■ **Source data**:
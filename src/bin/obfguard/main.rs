// Copyright (c) 2017 Jason White
//
// Permission is hereby granted, free of charge, to any person obtaining a copy
// of this software and associated documentation files (the "Software"), to deal
// in the Software without restriction, including without limitation the rights
// to use, copy, modify, merge, publish, distribute, sublicense, and/or sell
// copies of the Software, and to permit persons to whom the Software is
// furnished to do so, subject to the following conditions:
//
// The above copyright notice and this permission notice shall be included in
// all copies or substantial portions of the Software.
//
// THE SOFTWARE IS PROVIDED "AS IS", WITHOUT WARRANTY OF ANY KIND, EXPRESS OR
// IMPLIED, INCLUDING BUT NOT LIMITED TO THE WARRANTIES OF MERCHANTABILITY,
// FITNESS FOR A PARTICULAR PURPOSE AND NONINFRINGEMENT. IN NO EVENT SHALL THE
// AUTHORS OR COPYRIGHT HOLDERS BE LIABLE FOR ANY CLAIM, DAMAGES OR OTHER
// LIABILITY, WHETHER IN AN ACTION OF CONTRACT, TORT OR OTHERWISE, ARISING FROM,
// OUT OF OR IN CONNECTION WITH THE SOFTWARE OR THE USE OR OTHER DEALINGS IN
// THE SOFTWARE.

mod args;
mod opts;

use std::process::exit;

use structopt::StructOpt;

use crate::args::Args;

fn main() {
    pretty_env_logger::init();

    exit(Args::from_args().main())
}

■ **TASK OBJECTIVE**:
Search the records for the word "exit", then list every line that has it.

■ **YOUR RESPONSE**:
use std::process::exit;
    exit(Args::from_args().main())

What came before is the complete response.